Steam powered ships came into use during the 19th Century, and they significantly cut transit time across the Atlantic. This allowed for them to receive their orders of American and hybrid vines at a faster rate, and the vintners rapidly set up experimental vineyards all across France. However, there was one subject that no one paid much attention to and that was the possibility of plant diseases being transmitted through this unregulated trade.

In 1868, vintners in Roquemaure (a village on the right bank of the Rhône River in France) noticed that their vines were mysteriously withering and dying. A special commission was then appointed to look into this problem. During their investigation they discovered multitudes of aphid-like insects that were sucking the juices from the roots of the vines.

None of the investigators were entomologists and they did not know what type of pest this was. All they could do was to describe it as a new species of louse (in the plurality; they are called lice). Various scientific names were assigned to this pest, but even the brightest scientist could not agree on what it was or what to call it.

In 1866, Charles Valentine Riley, an entomologist from the state of Missouri, began reading French and English accounts about this new pest. He published several articles where he speculated that this pest was identical to what vintners had seen in the US. His big questions were: (1) why did this louse only attack the leaves on vines in the US; (2) why did it only attack the roots on European vines?

Riley realized that this insect could be of immense economic importance, and decided to join forces with the French investigators. Between his first contact with them in 1869 and his first trip to France in 1871, he and his French colleagues determined that the pest was actually “Grape phylloxera” (Daktulosphaira vitifoliae), and that it originated in eastern North America.
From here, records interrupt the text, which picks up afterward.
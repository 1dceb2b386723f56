//! Shared fixtures for the integration suites.

use sovereign::{
    AstDatabase, ContentId, Declaration, NodeKind, NodeView, QueryError,
};
use std::collections::HashMap;
use std::sync::atomic::{AtomicUsize, Ordering};
use std::sync::Mutex;

/// In-memory AST database with instrumented lookup counters.
pub struct FixtureAst {
    nodes: Mutex<HashMap<ContentId, NodeView>>,
    decls: Mutex<HashMap<ContentId, Vec<Declaration>>>,
    node_lookups: AtomicUsize,
}

impl FixtureAst {
    pub fn new() -> Self {
        FixtureAst {
            nodes: Mutex::new(HashMap::new()),
            decls: Mutex::new(HashMap::new()),
            node_lookups: AtomicUsize::new(0),
        }
    }

    /// Inserts a leaf expression node and returns its CID.
    pub fn add_expr(&self, label: &str, scope: ContentId) -> ContentId {
        let cid = ContentId::hash_of(label.as_bytes());
        self.nodes.lock().unwrap().insert(
            cid,
            NodeView {
                kind: NodeKind::Expr,
                span: (0, label.len() as u32),
                children: Vec::new(),
                scope,
            },
        );
        cid
    }

    /// Inserts a module node owning `decls` and returns its CID.
    pub fn add_module(&self, label: &str, decls: Vec<Declaration>) -> ContentId {
        let cid = ContentId::hash_of(label.as_bytes());
        self.nodes.lock().unwrap().insert(
            cid,
            NodeView {
                kind: NodeKind::Module,
                span: (0, 0),
                children: decls.iter().map(|decl| decl.node).collect(),
                scope: cid,
            },
        );
        self.decls.lock().unwrap().insert(cid, decls);
        cid
    }

    /// How many `node` lookups the engine has issued.
    pub fn node_lookups(&self) -> usize {
        self.node_lookups.load(Ordering::SeqCst)
    }
}

impl AstDatabase for FixtureAst {
    fn node(&self, cid: ContentId) -> Result<NodeView, QueryError> {
        self.node_lookups.fetch_add(1, Ordering::SeqCst);
        self.nodes
            .lock()
            .unwrap()
            .get(&cid)
            .cloned()
            .ok_or(QueryError::NodeNotFound(cid))
    }

    fn declarations(&self, scope: ContentId) -> Result<Vec<Declaration>, QueryError> {
        self.decls
            .lock()
            .unwrap()
            .get(&scope)
            .cloned()
            .ok_or(QueryError::NotAModule(scope))
    }
}
//! Task objects: entry closure, budget, state machine, fiber storage.
//!
//! A task's state lives in a single atomic word; terminal states are
//! absorbing, enforced by compare-and-swap loops that refuse to leave
//! them. Exactly one nursery owns each task. The saved-register block and
//! stack are touched only by the worker currently running the task (or
//! the fiber itself, which is the same thread), never concurrently.
//!
//! Cancellation is cooperative: a running task that is cancelled keeps
//! the CPU until its next yield point, where the worker abandons the
//! fiber. Locals still live on an abandoned fiber stack are not dropped;
//! the stack memory itself is reclaimed with the task.

use super::budget::{Budget, BudgetCost};
use super::cx::{Context, FiberStack};
use super::nursery::Nursery;
use parking_lot::Mutex;
use std::cell::UnsafeCell;
use std::fmt;
use std::sync::atomic::{AtomicBool, AtomicU8, Ordering};
use std::sync::{Arc, Weak};

/// Result slot value for a task whose body panicked.
pub const PANIC_ERROR_CODE: i32 = i32::MIN;

/// Result slot value for a task terminated by budget exhaustion.
pub const BUDGET_EXHAUSTED_CODE: i32 = i32::MIN + 1;

/// Entry closure of a task.
pub type TaskEntry = Box<dyn FnOnce() -> Result<i64, i32> + Send>;

/// Unique task identifier: owning nursery id in the high 32 bits, spawn
/// sequence number in the low 32.
#[derive(Copy, Clone, PartialEq, Eq, Hash, PartialOrd, Ord)]
pub struct TaskId(pub(crate) u64);

impl TaskId {
    /// Id of the owning nursery.
    pub fn nursery(self) -> u32 {
        (self.0 >> 32) as u32
    }

    /// Spawn sequence within the owning nursery.
    pub fn seq(self) -> u32 {
        self.0 as u32
    }
}

impl fmt::Debug for TaskId {
    fn fmt(&self, fmt: &mut fmt::Formatter<'_>) -> fmt::Result {
        write!(fmt, "task:{}.{}", self.nursery(), self.seq())
    }
}

/// Task lifecycle states. `Completed`, `Errored`, `Cancelled` and
/// `BudgetExhausted` are terminal and absorbing.
#[derive(Copy, Clone, Debug, PartialEq, Eq)]
#[repr(u8)]
pub enum TaskState {
    /// Queued, waiting for a worker.
    Ready = 0,
    /// Executing on a worker.
    Running = 1,
    /// Suspended with a typed reason.
    Blocked = 2,
    /// Finished with a success value.
    Completed = 3,
    /// Finished with an error code (or a panic).
    Errored = 4,
    /// Cancelled before completing.
    Cancelled = 5,
    /// Terminated by a failed budget charge.
    BudgetExhausted = 6,
}

impl TaskState {
    fn from_u8(raw: u8) -> TaskState {
        match raw {
            0 => TaskState::Ready,
            1 => TaskState::Running,
            2 => TaskState::Blocked,
            3 => TaskState::Completed,
            4 => TaskState::Errored,
            5 => TaskState::Cancelled,
            _ => TaskState::BudgetExhausted,
        }
    }

    /// Whether this state is absorbing.
    pub fn is_terminal(self) -> bool {
        matches!(
            self,
            TaskState::Completed
                | TaskState::Errored
                | TaskState::Cancelled
                | TaskState::BudgetExhausted
        )
    }
}

/// Why a blocked task is blocked.
#[derive(Copy, Clone, Debug, PartialEq, Eq)]
#[repr(u8)]
pub enum BlockReason {
    /// Parked in `Nursery::await_all`.
    NurseryAwait = 0,
    /// Waiting on the channel collaborator.
    Channel = 1,
    /// Explicit `yield_blocked` with no further detail.
    Other = 2,
}

/// Final value of a task.
#[derive(Copy, Clone, Debug, PartialEq, Eq)]
pub enum TaskOutcome {
    /// The entry closure returned `Ok`.
    Success(i64),
    /// The entry closure returned `Err`.
    Error(i32),
    /// The entry closure panicked.
    Panicked,
    /// The task was cancelled before finishing.
    Cancelled,
}

impl TaskOutcome {
    /// The error code a nursery records for this outcome, if any.
    pub fn error_code(self) -> Option<i32> {
        match self {
            TaskOutcome::Error(code) => Some(code),
            TaskOutcome::Panicked => Some(PANIC_ERROR_CODE),
            TaskOutcome::Success(_) | TaskOutcome::Cancelled => None,
        }
    }
}

/// One schedulable unit of work.
pub struct Task {
    id: TaskId,
    state: AtomicU8,
    block_reason: AtomicU8,
    entry: Mutex<Option<TaskEntry>>,
    budget: Arc<Budget>,
    nursery: Weak<Nursery>,
    owned: Mutex<Option<Arc<Nursery>>>,
    result: Mutex<Option<TaskOutcome>>,
    wake_pending: AtomicBool,
    cx: UnsafeCell<Context>,
    stack: Mutex<Option<FiberStack>>,
}

// The register block and stack are only ever touched by the worker that
// currently runs the task (the fiber is that same thread); the state
// machine keeps everyone else out.
unsafe impl Send for Task {}
unsafe impl Sync for Task {}

impl Task {
    /// A fresh `Ready` task owned by `nursery`.
    pub(crate) fn new(
        id: TaskId,
        entry: TaskEntry,
        budget: Arc<Budget>,
        nursery: Weak<Nursery>,
    ) -> Arc<Task> {
        Arc::new(Task {
            id,
            state: AtomicU8::new(TaskState::Ready as u8),
            block_reason: AtomicU8::new(BlockReason::Other as u8),
            entry: Mutex::new(Some(entry)),
            budget,
            nursery,
            owned: Mutex::new(None),
            result: Mutex::new(None),
            wake_pending: AtomicBool::new(false),
            cx: UnsafeCell::new(Context::new()),
            stack: Mutex::new(None),
        })
    }

    /// This task's id.
    pub fn id(&self) -> TaskId {
        self.id
    }

    /// Current lifecycle state.
    pub fn state(&self) -> TaskState {
        TaskState::from_u8(self.state.load(Ordering::Acquire))
    }

    /// Why the task is blocked; meaningful only in `Blocked`.
    pub fn block_reason(&self) -> BlockReason {
        match self.block_reason.load(Ordering::Acquire) {
            0 => BlockReason::NurseryAwait,
            1 => BlockReason::Channel,
            _ => BlockReason::Other,
        }
    }

    /// The budget this task draws on (shared with its nursery).
    pub fn budget(&self) -> &Arc<Budget> {
        &self.budget
    }

    /// Final outcome, once terminal.
    pub fn outcome(&self) -> Option<TaskOutcome> {
        *self.result.lock()
    }

    /// The nursery that owns this task, while it is alive.
    pub fn owning_nursery(&self) -> Option<Arc<Nursery>> {
        self.nursery.upgrade()
    }

    /// CAS one non-terminal transition.
    pub(crate) fn transition(&self, from: TaskState, to: TaskState) -> bool {
        self.state
            .compare_exchange(from as u8, to as u8, Ordering::AcqRel, Ordering::Acquire)
            .is_ok()
    }

    /// Marks the task `Blocked` with `reason`; caller must be the
    /// running fiber.
    pub(crate) fn block(&self, reason: BlockReason) -> bool {
        self.block_reason.store(reason as u8, Ordering::Release);
        self.transition(TaskState::Running, TaskState::Blocked)
    }

    /// Moves into terminal state `to`, recording `outcome` if no outcome
    /// was recorded yet. Returns `false` when the task was already
    /// terminal (the existing state and outcome win).
    pub(crate) fn try_terminalize(&self, to: TaskState, outcome: TaskOutcome) -> bool {
        debug_assert!(to.is_terminal());
        loop {
            let current = self.state.load(Ordering::Acquire);
            if TaskState::from_u8(current).is_terminal() {
                return false;
            }
            if self
                .state
                .compare_exchange(current, to as u8, Ordering::AcqRel, Ordering::Acquire)
                .is_ok()
            {
                let mut slot = self.result.lock();
                if slot.is_none() {
                    *slot = Some(outcome);
                }
                return true;
            }
        }
    }

    /// Cancels this task. The nursery it owns (if any) is cancelled
    /// first, so the whole subtree is cancelled before this task becomes
    /// terminal. Returns whether this call performed the cancellation.
    pub fn cancel(self: &Arc<Self>) -> bool {
        if self.state().is_terminal() {
            return false;
        }
        if let Some(nursery) = self.owned_nursery() {
            nursery.cancel();
        }
        if self.try_terminalize(TaskState::Cancelled, TaskOutcome::Cancelled) {
            self.notify_owner();
            true
        } else {
            false
        }
    }

    /// Charges this task's budget. On exhaustion the task is moved to
    /// `BudgetExhausted` and its nursery notified; the body should
    /// return promptly.
    pub fn try_charge(self: &Arc<Self>, cost: BudgetCost) -> bool {
        if self.budget.try_charge(cost) {
            return true;
        }
        if self.try_terminalize(
            TaskState::BudgetExhausted,
            TaskOutcome::Error(BUDGET_EXHAUSTED_CODE),
        ) {
            self.notify_owner();
        }
        false
    }

    /// Reports this task's terminal outcome to its owning nursery.
    pub(crate) fn notify_owner(self: &Arc<Self>) {
        if let Some(nursery) = self.nursery.upgrade() {
            nursery.notify_child_complete(self);
        }
    }

    /// Takes the entry closure; `None` after the first run began.
    pub(crate) fn take_entry(&self) -> Option<TaskEntry> {
        self.entry.lock().take()
    }

    /// Leaves a wake token for a task that may not have finished
    /// parking yet. The worker consumes it right after the `Blocked`
    /// transition, turning a lost wakeup into an immediate requeue.
    pub(crate) fn set_wake_pending(&self) {
        self.wake_pending.store(true, Ordering::Release);
    }

    /// Consumes the wake token, if one is pending.
    pub(crate) fn consume_wake_pending(&self) -> bool {
        self.wake_pending.swap(false, Ordering::AcqRel)
    }

    /// Binds the nursery this task opened. Used by the bidirectional
    /// link helper in `nursery.rs`.
    pub(crate) fn set_owned_nursery(&self, nursery: Option<Arc<Nursery>>) {
        *self.owned.lock() = nursery;
    }

    /// The nursery this task currently owns.
    pub(crate) fn owned_nursery(&self) -> Option<Arc<Nursery>> {
        self.owned.lock().clone()
    }

    /// Whether the fiber context has been laid out.
    pub(crate) fn fiber_initialized(&self) -> bool {
        self.stack.lock().is_some()
    }

    /// Allocates the fiber stack and lays out the boot context. Called
    /// once, by the worker about to run the task for the first time.
    pub(crate) fn init_fiber(&self, stack_size: usize, boot: Box<dyn FnOnce() + Send>) {
        let stack = FiberStack::new(stack_size);
        let cx = Context::fresh(&stack, boot);
        unsafe { self.cx.get().write(cx) };
        *self.stack.lock() = Some(stack);
    }

    /// Raw pointer to the saved-register block. Only the worker that
    /// currently owns the run may use it.
    pub(crate) fn context_ptr(&self) -> *mut Context {
        self.cx.get()
    }
}

impl fmt::Debug for Task {
    fn fmt(&self, fmt: &mut fmt::Formatter<'_>) -> fmt::Result {
        fmt.debug_struct("Task")
            .field("id", &self.id)
            .field("state", &self.state())
            .field("outcome", &self.outcome())
            .finish()
    }
}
Riley was able to prove that some American vines, such as the Fox and Summer grapes, were the most resistant to phylloxera. He also showed how others, such as the Frost and Clintons, were most susceptible.

By the time that Riley got to France in July of 1871, the “Great French Wine Blight” was threatening vintners in the Midi region around Montpellier and regions to the north, east, and west.

Some Midi vintners had already begun the process of importing and planting the recommended American vines by the spring of 1871.

There was a division of thought amongst other growers. Some wanted to plant resistant American vines, while others wanted to graft their European V. vinifera vines to the American rootstock. Both of these methods were supported by Riley, although he did hope that the wine from American vines would find favor with the French.

Riley returned to St. Louis and began writing a series of articles. He was able to explain how phylloxera had killed the European vines planted in the eastern U.S., and made further recommendations for planting U.S. vines.

The response to Riley’s articles about grafting European vines to American rootstocks was overwhelming. About 400,000 American rootstocks were sent to the Montpellier region by the winter of 1872.

When Riley returned to Montpellier in 1875, the scene was starkly different from what he saw in 1871. He later said, “Where four years before the whole country was one vast vineyard . . . the ground was now devoted . . . entirely or partly to other crops . . . Yet right in the midst of this [desolation] the American vines were flourishing.”

In 1875, the imports of American vines peaked at 14 million cuttings. Many of these vines died after being planted, but with a lot of experimentation, they eventually came up with methods that worked. Riley was proud of his role in solving the “Great French Wine Blight” and by 1890, over 719,000 acres had been replanted.

Much of what we learned from Riley’s work has been used to solve Grape phylloxera problems throughout the world. His methods also helped save the California wine industry during the early 1900s! Chile is the only major wine producing country in the world that has been able to completely evade Grape phylloxera.

Charles Valentine Riley is considered by many to be the “Founder of Modern Entomology”. During his career, he was responsible for solving many different insect problems in agriculture. As we prepare to enjoy our favorite libations, we should all raise our glasses and give thanks for all that he taught us!